__What you need to do__.
Would you please repeat the data that follows, exactly as it reads?

(Stored items)
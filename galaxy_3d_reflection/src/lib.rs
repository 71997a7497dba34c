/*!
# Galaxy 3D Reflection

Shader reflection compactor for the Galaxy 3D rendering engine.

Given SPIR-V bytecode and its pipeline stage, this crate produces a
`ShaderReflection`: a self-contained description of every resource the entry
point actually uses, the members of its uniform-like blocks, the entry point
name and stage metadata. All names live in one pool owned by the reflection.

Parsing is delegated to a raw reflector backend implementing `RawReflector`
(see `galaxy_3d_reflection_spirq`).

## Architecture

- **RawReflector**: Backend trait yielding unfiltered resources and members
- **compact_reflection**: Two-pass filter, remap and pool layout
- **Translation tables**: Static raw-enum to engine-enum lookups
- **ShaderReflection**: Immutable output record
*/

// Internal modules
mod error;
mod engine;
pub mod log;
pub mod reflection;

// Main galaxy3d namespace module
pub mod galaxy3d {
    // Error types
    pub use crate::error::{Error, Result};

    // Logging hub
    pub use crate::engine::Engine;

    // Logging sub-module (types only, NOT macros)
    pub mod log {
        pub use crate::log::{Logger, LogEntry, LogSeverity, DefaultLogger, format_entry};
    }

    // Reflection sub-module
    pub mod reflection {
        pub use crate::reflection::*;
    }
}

__Written answer__.
filename galaxy_3d_reflection/src/lib.rs
repository 71997a7497dba34c
/*!
# Galaxy 3D Reflection

Shader reflection compactor for the Galaxy 3D rendering engine.

Given SPIR-V bytecode and its pipeline stage, this crate produces a
`ShaderReflection`: a self-contained description of every resource the entry
point actually uses, the members of its uniform-like blocks, the entry point
name and stage metadata. All names live in one pool owned by the reflection.

Parsing is delegated to a raw reflector backend implementing `RawReflector`
(see `galaxy_3d_reflection_spirq`).

## Architecture

- **RawReflector**: Backend trait yielding unfiltered resources and members
- **compact_reflection**: Two-pass filter, remap and pool layout
- **Translation tables**: Static raw-enum to engine-enum lookups
- **ShaderReflection**: Immutable output record
*/

// Internal modules
mod error;
mod engine;
pub mod log;
pub mod reflection;

// Main galaxy3d namespace module
pub mod galaxy3d {
    // Error types
    pub use crate::error::{Error, Result};

    // Logging hub
    pub use crate::engine::Engine;

    // Logging sub-module (types only, NOT macros)
    pub mod log {
        pub use crate::log::{Logger, LogEntry, LogSeverity, DefaultLogger, format_entry};
    }

    // Reflection sub-module
    pub mod reflection {
        pub use crate::reflection::*;
    }
}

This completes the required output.